* _Work item_
In the entries that follow, copy exactly each line from the first through the line with "serde_json::to_string_pretty(value)".

Records excerpted from a collection
---*---
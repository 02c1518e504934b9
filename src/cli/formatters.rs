//! Output formatting module for CLI display
//!
//! This module handles all terminal output formatting, separating
//! the concerns of filtering and simulation from presentation. Amounts are
//! rounded here and nowhere else.

use chrono::NaiveDate;
use colored::Colorize;
use rust_decimal::Decimal;
use serde::Serialize;
use tabled::{
    settings::{object::Columns, Alignment, Style},
    Table, Tabled,
};

use crate::catalog::{Catalog, IndexerCategory};
use crate::error::SimulationError;
use crate::filter::{FilteredRecord, FilteredView};
use crate::reports::AveragesReport;
use crate::simulation::SimulationResult;

const BAR_WIDTH: f64 = 40.0;

/// Round an amount to cents for display.
///
/// `None` when the amount has no decimal representation (NaN, infinite or
/// beyond `Decimal::MAX`).
pub fn money(value: f64) -> Option<Decimal> {
    Decimal::from_f64_retain(value).map(|amount| amount.round_dp(2))
}

fn brl(value: f64) -> String {
    match money(value) {
        Some(amount) => format!("R$ {:.2}", amount),
        None => "R$ (out of range)".to_string(),
    }
}

fn pct(value: f64) -> String {
    format!("{:.2}%", value)
}

fn to_json<T: Serialize>(value: &T) -> String {
    serde_json::to_string_pretty(value)
        .unwrap_or_else(|e| format!(r#"{{"error": "JSON serialization failed: {}"}}"#, e))
}

/// "Data updated on" line for the snapshot
pub fn format_snapshot_banner(snapshot_date: Option<NaiveDate>) -> String {
    let date = snapshot_date
        .map(|d| d.format("%d/%m/%Y").to_string())
        .unwrap_or_else(|| "unknown date".to_string());
    format!("{} Data updated on {}\n", "📅".cyan(), date.bold())
}

pub fn format_facets(catalog: &Catalog) -> String {
    let mut output = format!("\n{} Snapshot facets\n", "🔎".cyan().bold());
    for (title, values) in [
        ("Banks", catalog.banks()),
        ("Indexers", catalog.indexers()),
        ("Ratings", catalog.ratings()),
    ] {
        output.push_str(&format!("\n{} ({})\n", title.bold(), values.len()));
        for value in values {
            output.push_str(&format!("  {}\n", value));
        }
    }
    output
}

pub fn format_facets_json(catalog: &Catalog) -> String {
    to_json(&serde_json::json!({
        "snapshot_date": catalog.snapshot_date(),
        "banks": catalog.banks(),
        "indexers": catalog.indexers(),
        "ratings": catalog.ratings(),
    }))
}

/// Filtered offers as a table, in catalog order
pub fn format_offers_table(view: &FilteredView<'_>) -> String {
    if view.is_empty() {
        return format_empty_view();
    }

    #[derive(Tabled)]
    struct OfferRow {
        #[tabled(rename = "Bank")]
        bank: String,
        #[tabled(rename = "Maturity")]
        maturity: String,
        #[tabled(rename = "Product")]
        product: String,
        #[tabled(rename = "Indexer")]
        indexer: String,
        #[tabled(rename = "Rating")]
        rating: String,
        #[tabled(rename = "Risk")]
        risk: String,
        #[tabled(rename = "Rate (% p.a.)")]
        rate: String,
        #[tabled(rename = "Min. application")]
        min_value: String,
        #[tabled(rename = "Available")]
        quantity: String,
    }

    let rows: Vec<OfferRow> = view
        .rows()
        .iter()
        .map(|row| {
            let r = row.record;
            OfferRow {
                bank: r.bank.clone(),
                maturity: r.maturity_date.format("%d/%m/%Y").to_string(),
                product: r.product.clone(),
                indexer: r.indexer.clone(),
                rating: r.rating_name.clone(),
                risk: format!("{}", r.risk_score),
                rate: format!("{:.2}", r.min_tax),
                min_value: brl(r.pu_min_value),
                quantity: format!("{}", r.quantity_available),
            }
        })
        .collect();

    let mut table = Table::new(&rows);
    table.with(Style::modern());
    table.modify(Columns::new(5..), Alignment::right());

    format!(
        "\n{} CDB offers ({})\n\n{}\n",
        "📋".cyan().bold(),
        view.len(),
        table
    )
}

pub fn format_offers_json(view: &FilteredView<'_>) -> String {
    to_json(&serde_json::json!({
        "reference_date": view.reference_date(),
        "offers": view.rows(),
    }))
}

/// One card per category with the best offer, or a note when there is none
pub fn format_best_offers(best: &[(IndexerCategory, Option<&FilteredRecord<'_>>)]) -> String {
    let mut output = format!("\n{} Best CDBs of the day\n", "🏆".yellow().bold());

    for (category, offer) in best {
        output.push_str(&format!("\n  {} {}\n", "📌".cyan(), category.title().bold()));
        match offer {
            Some(row) => {
                let r = row.record;
                output.push_str(&format!("    Bank:     {}\n", r.bank));
                output.push_str(&format!(
                    "    Rate:     {}\n",
                    format!("{:.2}% p.a.", r.min_tax).blue()
                ));
                output.push_str(&format!(
                    "    Maturity: {}\n",
                    r.maturity_date.format("%B/%Y")
                ));
            }
            None => {
                output.push_str(&format!(
                    "    {} No offer available for this category\n",
                    "ℹ".blue().bold()
                ));
            }
        }
    }

    output
}

pub fn format_best_offers_json(best: &[(IndexerCategory, Option<&FilteredRecord<'_>>)]) -> String {
    #[derive(Serialize)]
    struct BestOfferJson<'r, 'a> {
        category: IndexerCategory,
        title: &'static str,
        offer: Option<&'r FilteredRecord<'a>>,
    }

    let cards: Vec<BestOfferJson> = best
        .iter()
        .map(|(category, offer)| BestOfferJson {
            category: *category,
            title: category.title(),
            offer: *offer,
        })
        .collect();

    to_json(&cards)
}

/// Average rate per indexer with a proportional bar scaled to the chart axis
pub fn format_averages(report: &AveragesReport) -> String {
    if report.is_empty() {
        return format!(
            "\n{} No data available for the chart\n",
            "ℹ".blue().bold()
        );
    }

    #[derive(Tabled)]
    struct AverageRow {
        #[tabled(rename = "Indexer")]
        indexer: String,
        #[tabled(rename = "Offers")]
        offers: usize,
        #[tabled(rename = "Avg. rate (%)")]
        average: String,
        #[tabled(rename = "")]
        bar: String,
    }

    let rows: Vec<AverageRow> = report
        .rows
        .iter()
        .map(|row| {
            let width = if report.axis_max > 0.0 {
                (row.avg_return / report.axis_max * BAR_WIDTH).round().max(0.0) as usize
            } else {
                0
            };
            AverageRow {
                indexer: row.indexer.clone(),
                offers: row.offers,
                average: format!("{:.2}", row.avg_return),
                bar: "█".repeat(width).blue().to_string(),
            }
        })
        .collect();

    let mut table = Table::new(&rows);
    table.with(Style::modern());
    table.modify(Columns::new(1..3), Alignment::right());

    format!(
        "\n{} Average return by indexer (axis 0-{})\n\n{}\n",
        "📈".cyan().bold(),
        report.axis_max,
        table
    )
}

pub fn format_averages_json(report: &AveragesReport) -> String {
    to_json(report)
}

/// Corrective prompt for input that cannot be simulated at all
pub fn format_simulation_prompt(err: &SimulationError) -> String {
    let hint = match err {
        SimulationError::InvalidAmount { minimum, .. } => {
            format!("Use --amount with a value of at least {}", brl(*minimum))
        }
        SimulationError::InvalidRate { .. } => {
            "Use --cdi/--ipca with a non-negative percentage".to_string()
        }
        _ => String::new(),
    };
    format!(
        "\n{} {}\n  {}\n",
        "✗".red().bold(),
        err.to_string().red(),
        hint
    )
}

/// Simulator panel: one block per category
pub fn format_simulations(
    outcomes: &[(IndexerCategory, Result<SimulationResult, SimulationError>)],
) -> String {
    let mut output = format!("\n{} Investment simulator\n", "💰".green().bold());

    for (category, outcome) in outcomes {
        output.push_str(&format!("\n  {}\n", category.title().bold()));
        match outcome {
            Ok(result) => output.push_str(&format_simulation_result(result)),
            Err(err) if err.is_informational() => {
                output.push_str(&format!("    {} {}\n", "ℹ".blue().bold(), err));
            }
            Err(err) => {
                output.push_str(&format!("    {} {}\n", "✗".red().bold(), err.to_string().red()));
            }
        }
    }

    output
}

fn format_simulation_result(result: &SimulationResult) -> String {
    let mut output = String::new();
    let mut line = |label: &str, value: String| {
        output.push_str(&format!("    {:<16} {}\n", label, value));
    };

    line("Bank:", format!("{} ({})", result.bank, result.product));
    line(
        "Rate:",
        format!(
            "{:.2}% nominal, {} effective p.a.",
            result.nominal_rate,
            pct(result.effective_rate * 100.0)
        ),
    );
    line(
        "Maturity:",
        format!(
            "{} ({} days, {} business days)",
            result.maturity_date.format("%d/%m/%Y"),
            result.calendar_days,
            result.business_days
        ),
    );
    line("Invested:", brl(result.invested_amount));
    line("Gross return:", brl(result.gross_return).cyan().to_string());
    line(
        "Income tax:",
        format!("{} ({})", brl(result.tax_amount), pct(result.tax_rate * 100.0))
            .red()
            .to_string(),
    );
    line("Net return:", brl(result.net_return).green().to_string());
    line("Final value:", brl(result.final_value).green().bold().to_string());

    output
}

/// Amounts are JSON numbers rounded to cents, like the rates next to them.
/// An amount without a decimal representation is `null`.
#[derive(Serialize)]
struct SimulationResultJson {
    bank: String,
    product: String,
    nominal_rate: f64,
    effective_rate: f64,
    maturity_date: NaiveDate,
    calendar_days: i64,
    business_days: i64,
    #[serde(with = "rust_decimal::serde::float_option")]
    invested_amount: Option<Decimal>,
    #[serde(with = "rust_decimal::serde::float_option")]
    gross_return: Option<Decimal>,
    tax_rate: f64,
    #[serde(with = "rust_decimal::serde::float_option")]
    tax_amount: Option<Decimal>,
    #[serde(with = "rust_decimal::serde::float_option")]
    net_return: Option<Decimal>,
    #[serde(with = "rust_decimal::serde::float_option")]
    final_value: Option<Decimal>,
}

impl From<&SimulationResult> for SimulationResultJson {
    fn from(r: &SimulationResult) -> Self {
        Self {
            bank: r.bank.clone(),
            product: r.product.clone(),
            nominal_rate: r.nominal_rate,
            effective_rate: r.effective_rate,
            maturity_date: r.maturity_date,
            calendar_days: r.calendar_days,
            business_days: r.business_days,
            invested_amount: money(r.invested_amount),
            gross_return: money(r.gross_return),
            tax_rate: r.tax_rate,
            tax_amount: money(r.tax_amount),
            net_return: money(r.net_return),
            final_value: money(r.final_value),
        }
    }
}

#[derive(Serialize)]
struct SimulationErrorJson {
    kind: &'static str,
    message: String,
    informational: bool,
}

impl From<&SimulationError> for SimulationErrorJson {
    fn from(err: &SimulationError) -> Self {
        Self {
            kind: err.kind(),
            message: err.to_string(),
            informational: err.is_informational(),
        }
    }
}

#[derive(Serialize)]
struct SimulationOutcomeJson {
    category: IndexerCategory,
    title: &'static str,
    #[serde(skip_serializing_if = "Option::is_none")]
    result: Option<SimulationResultJson>,
    #[serde(skip_serializing_if = "Option::is_none")]
    error: Option<SimulationErrorJson>,
}

fn simulation_outcomes_json(
    outcomes: &[(IndexerCategory, Result<SimulationResult, SimulationError>)],
) -> Vec<SimulationOutcomeJson> {
    outcomes
        .iter()
        .map(|(category, outcome)| SimulationOutcomeJson {
            category: *category,
            title: category.title(),
            result: outcome.as_ref().ok().map(SimulationResultJson::from),
            error: outcome.as_ref().err().map(SimulationErrorJson::from),
        })
        .collect()
}

pub fn format_simulations_json(
    outcomes: &[(IndexerCategory, Result<SimulationResult, SimulationError>)],
) -> String {
    to_json(&simulation_outcomes_json(outcomes))
}

pub fn format_simulation_prompt_json(err: &SimulationError) -> String {
    to_json(&serde_json::json!({ "error": SimulationErrorJson::from(err) }))
}

/// Everything the dashboard shows, as one JSON document
pub fn format_dashboard_json(
    view: &FilteredView<'_>,
    snapshot_date: Option<NaiveDate>,
    best: &[(IndexerCategory, Option<&FilteredRecord<'_>>)],
    averages: &AveragesReport,
    simulations: Result<&[(IndexerCategory, Result<SimulationResult, SimulationError>)], &SimulationError>,
) -> String {
    let best: Vec<serde_json::Value> = best
        .iter()
        .map(|(category, offer)| {
            serde_json::json!({
                "category": category,
                "title": category.title(),
                "offer": offer,
            })
        })
        .collect();

    let simulations = match simulations {
        Ok(outcomes) => serde_json::json!(simulation_outcomes_json(outcomes)),
        Err(err) => serde_json::json!({ "error": SimulationErrorJson::from(err) }),
    };

    to_json(&serde_json::json!({
        "snapshot_date": snapshot_date,
        "reference_date": view.reference_date(),
        "best_offers": best,
        "averages": averages,
        "simulations": simulations,
        "offers": view.rows(),
    }))
}

/// Format empty view message
pub fn format_empty_view() -> String {
    format!(
        "{} No offers match the current filters\nTry widening the maturity window or removing a filter\n",
        "ℹ".blue().bold()
    )
}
---*---
* _Task solution_
repository 02c1518e504934b9
filename src/cli/formatters.rs
//! Output formatting module for CLI display
//!
//! This module handles all terminal output formatting, separating
//! the concerns of filtering and simulation from presentation. Amounts are
//! rounded here and nowhere else.

use chrono::NaiveDate;
use colored::Colorize;
use rust_decimal::Decimal;
use serde::Serialize;
use tabled::{
    settings::{object::Columns, Alignment, Style},
    Table, Tabled,
};

use crate::catalog::{Catalog, IndexerCategory};
use crate::error::SimulationError;
use crate::filter::{FilteredRecord, FilteredView};
use crate::reports::AveragesReport;
use crate::simulation::SimulationResult;

const BAR_WIDTH: f64 = 40.0;

/// Round an amount to cents for display.
///
/// `None` when the amount has no decimal representation (NaN, infinite or
/// beyond `Decimal::MAX`).
pub fn money(value: f64) -> Option<Decimal> {
    Decimal::from_f64_retain(value).map(|amount| amount.round_dp(2))
}

fn brl(value: f64) -> String {
    match money(value) {
        Some(amount) => format!("R$ {:.2}", amount),
        None => "R$ (out of range)".to_string(),
    }
}

fn pct(value: f64) -> String {
    format!("{:.2}%", value)
}

fn to_json<T: Serialize>(value: &T) -> String {
    serde_json::to_string_pretty(value)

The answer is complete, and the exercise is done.